EdgeFinder
Objective
The goal of this project is to create custom team and player metrics as well as environmental data in order to identify betting market inefficiencies using machine learning.
Tools & Technologies
Python, FastAPI, Meteostat, nfl_data_py, scikit-learn, Tableau
Challenge
This project has been one of the most complex and rewarding undertakings of my journey so far. From the beginning, it has pushed me to grow across several dimensions technically, analytically, and strategically. I had to go far beyond simply training a model. The process required me to deeply understand and implement everything from raw data wrangling to robust feature engineering and model evaluation, all while accounting for the unique challenges that come with predictive sports analytics.

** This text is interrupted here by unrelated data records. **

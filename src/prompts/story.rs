use super::{push_line, push_parent, push_request, Level, PromptContext};

pub const PERSONA: &str = "You are an agile coach who writes clear, independent, estimable and testable user stories that a delivery team can pick up without further clarification.";

pub const REQUIRED_FIELDS: &[&str] = &[
    "title",
    "description",
    "acceptanceCriteria",
    "priority",
    "storyPoints",
    "persona",
    "problemStatement",
    "businessValue",
    "assumptions",
    "risks",
    "technicalNotes",
    "dependencies",
    "storyType",
    "tags",
    "definitionOfReady",
    "definitionOfDone",
    "confidenceLevel",
    "customerJourneyStage",
];

pub const MIN_ACCEPTANCE_CRITERIA: usize = 3;

pub fn render(ctx: &PromptContext) -> String {
    let mut buf = String::from("Write a user story that belongs to the parent feature below.\n\n");
    push_parent(
        &mut buf,
        ctx.parent.as_ref(),
        Level::Feature,
        "User value",
        |p| p.user_value.as_deref(),
    );
    push_request(&mut buf, ctx);
    if ctx.user_role.is_some() || ctx.goal.is_some() {
        buf.push_str("Hints from the requester:\n");
        push_line(&mut buf, "- User role", ctx.user_role.as_deref());
        push_line(&mut buf, "- Goal", ctx.goal.as_deref());
        buf.push('\n');
    }
    buf.push_str(
        r#"Return a JSON object with exactly these fields:
{
  "title": "short story title, at most 80 characters",
  "description": "As a <role>, I want <capability>, so that <benefit>",
  "acceptanceCriteria": ["3 to 5 testable criteria"],
  "priority": "one of low, medium, high, critical",
  "storyPoints": "size estimate, one of 1, 2, 3, 5, 8, 13",
  "persona": "the user persona this story serves",
  "problemStatement": "the user problem being solved",
  "businessValue": "why delivering this matters to the business",
  "assumptions": ["assumptions the story relies on"],
  "risks": ["risks that could block or derail delivery"],
  "technicalNotes": "implementation hints for the team",
  "dependencies": ["other work this story depends on"],
  "storyType": "one of feature, enhancement, bug, spike, chore",
  "tags": ["short lowercase labels"],
  "definitionOfReady": ["checklist items that must hold before work starts"],
  "definitionOfDone": ["checklist items that must hold before the story is closed"],
  "confidenceLevel": "one of low, medium, high",
  "customerJourneyStage": "one of discover, onboard, engage, retain, support"
}"#,
    );
    buf
}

One of the most eye-opening lessons has been how to identify and eliminate data leakage. In sports analytics, this is particularly tricky. Many seemingly harmless features can actually carry information that would not be available prior to game day. I had to rigorously audit and redesign parts of my pipeline to ensure no future-dependent data or post-game statistics were influencing my predictions. As a result, I've developed a keen eye for spotting subtle sources of leakage and an appreciation for how small leaks can dramatically inflate performance metrics.
In parallel, I built a custom comparator program that evaluates five powerful machine learning models side-by-side: Random Forest, Logistic Regression, XGBoost, Gradient Boosting, and AdaBoost. This tool tracks and compares each model's performance across key metrics like accuracy, profitability, and a custom betting confidence score on a weekly and seasonal basis. It has been instrumental in helping me identify which models are most stable and generalizable over time, rather than just overfitting to recent trends.

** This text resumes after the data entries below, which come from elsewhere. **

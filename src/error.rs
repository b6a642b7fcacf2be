//! Terminal failure kinds produced by the generation pipeline.

use std::time::Duration;

use axum::http::StatusCode;
use serde::Serialize;

use crate::rate_limit::PolicyKind;

/// Machine-readable failure kind, surfaced as `code` in error responses and
/// used as the `kind` label in metrics.
#[derive(Debug, Clone, Copy, PartialEq, Eq, Hash, Serialize)]
#[serde(rename_all = "snake_case")]
pub enum ErrorKind {
    RateLimited,
    ValidationError,
    BudgetExceeded,
    ProviderError,
    MalformedOutput,
    InternalError,
}

impl ErrorKind {
    pub const ALL: [ErrorKind; 6] = [
        ErrorKind::RateLimited,
        ErrorKind::ValidationError,
        ErrorKind::BudgetExceeded,
        ErrorKind::ProviderError,
        ErrorKind::MalformedOutput,
        ErrorKind::InternalError,
    ];

    pub fn as_str(&self) -> &'static str {
        match self {
            ErrorKind::RateLimited => "rate_limited",
            ErrorKind::ValidationError => "validation_error",
            ErrorKind::BudgetExceeded => "budget_exceeded",
            ErrorKind::ProviderError => "provider_error",
            ErrorKind::MalformedOutput => "malformed_output",
            ErrorKind::InternalError => "internal_error",
        }
    }

    pub fn index(&self) -> usize {
        *self as usize
    }
}

#[derive(Debug, thiserror::Error)]
pub enum GenerationError {
    #[error("rate limit exceeded for {policy:?} caller ({limit} requests per {window:?})")]
    RateLimited {
        policy: PolicyKind,
        limit: u32,
        window: Duration,
        retry_after: Duration,
    },
    #[error("{0}")]
    Validation(String),
    #[error("Estimated prompt size of {estimated} tokens exceeds the limit of {ceiling} tokens")]
    BudgetExceeded { estimated: usize, ceiling: usize },
    #[error("completion service error (status {status:?}): {body}")]
    Provider { status: Option<u16>, body: String },
    #[error("malformed model output: {reason} (preview: {preview:?})")]
    MalformedOutput { reason: String, preview: String },
    #[error("internal error: {0}")]
    Internal(String),
}

impl GenerationError {
    pub fn kind(&self) -> ErrorKind {
        match self {
            GenerationError::RateLimited { .. } => ErrorKind::RateLimited,
            GenerationError::Validation(_) => ErrorKind::ValidationError,
            GenerationError::BudgetExceeded { .. } => ErrorKind::BudgetExceeded,
            GenerationError::Provider { .. } => ErrorKind::ProviderError,
            GenerationError::MalformedOutput { .. } => ErrorKind::MalformedOutput,
            GenerationError::Internal(_) => ErrorKind::InternalError,
        }
    }

    pub fn status(&self) -> StatusCode {
        match self.kind() {
            ErrorKind::RateLimited => StatusCode::TOO_MANY_REQUESTS,
            ErrorKind::ValidationError | ErrorKind::BudgetExceeded => StatusCode::BAD_REQUEST,
            ErrorKind::ProviderError | ErrorKind::MalformedOutput | ErrorKind::InternalError => {
                StatusCode::INTERNAL_SERVER_ERROR
            }
        }
    }

    /// Message shown to the caller.  Provider bodies and model output stay
    /// out of it; they go to logs and the audit record instead.
    pub fn user_message(&self) -> String {
        match self {
            GenerationError::RateLimited {
                policy: PolicyKind::Anonymous,
                limit,
                ..
            } => format!(
                "You have used all {} free generations for today. Sign in to keep generating.",
                limit
            ),
            GenerationError::RateLimited {
                policy: PolicyKind::Authenticated,
                limit,
                window,
                retry_after,
            } => format!(
                "Rate limit exceeded: {} requests per {} minutes. Try again in {} minutes.",
                limit,
                window.as_secs() / 60,
                retry_after.as_secs().div_ceil(60).max(1)
            ),
            GenerationError::Validation(msg) => msg.clone(),
            GenerationError::BudgetExceeded { .. } => self.to_string(),
            GenerationError::Provider { status, .. } => match status {
                Some(code) => format!(
                    "The completion service returned an error (status {}). Please try again.",
                    code
                ),
                None => "The completion service could not be reached. Please try again.".into(),
            },
            GenerationError::MalformedOutput { .. } => {
                "The completion service returned an unreadable response. Please try again.".into()
            }
            GenerationError::Internal(_) => "Internal error. Please try again.".into(),
        }
    }

    /// Seconds until a rate-limited caller may retry.
    pub fn retry_after_secs(&self) -> Option<u64> {
        match self {
            GenerationError::RateLimited { retry_after, .. } => {
                Some(retry_after.as_secs().max(1))
            }
            _ => None,
        }
    }
}

#[cfg(test)]
mod tests {
    use super::*;

    #[test]
    fn budget_message_cites_both_numbers() {
        let err = GenerationError::BudgetExceeded {
            estimated: 5123,
            ceiling: 4000,
        };
        let msg = err.user_message();
        assert!(msg.contains("5123") && msg.contains("4000"));
        assert_eq!(err.status(), StatusCode::BAD_REQUEST);
    }

    #[test]
    fn rate_limit_messages_differ_by_policy() {
        let anon = GenerationError::RateLimited {
            policy: PolicyKind::Anonymous,
            limit: 3,
            window: Duration::from_secs(86_400),
            retry_after: Duration::from_secs(600),
        };
        let user = GenerationError::RateLimited {
            policy: PolicyKind::Authenticated,
            limit: 50,
            window: Duration::from_secs(3_600),
            retry_after: Duration::from_secs(125),
        };
        assert!(anon.user_message().contains("Sign in"));
        assert!(user.user_message().contains("Try again in 3 minutes"));
        assert_eq!(user.status(), StatusCode::TOO_MANY_REQUESTS);
        assert_eq!(user.retry_after_secs(), Some(125));
    }

    #[test]
    fn provider_message_hides_body() {
        let err = GenerationError::Provider {
            status: Some(502),
            body: "upstream secret detail".into(),
        };
        assert!(!err.user_message().contains("secret"));
        assert!(err.to_string().contains("secret"));
        assert_eq!(err.kind().as_str(), "provider_error");
    }
}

Despite the progress, I'm still exploring the best long-term direction for the project. There's a lot of potential for expanding it into real-time predictions, integrating with APIs for automation, or even turning it into a public-facing app. But for now, my primary focus is on refining the model to be consistently accurate, profitable, and robust. It's a work in progress, and one that continues to teach me with every iteration.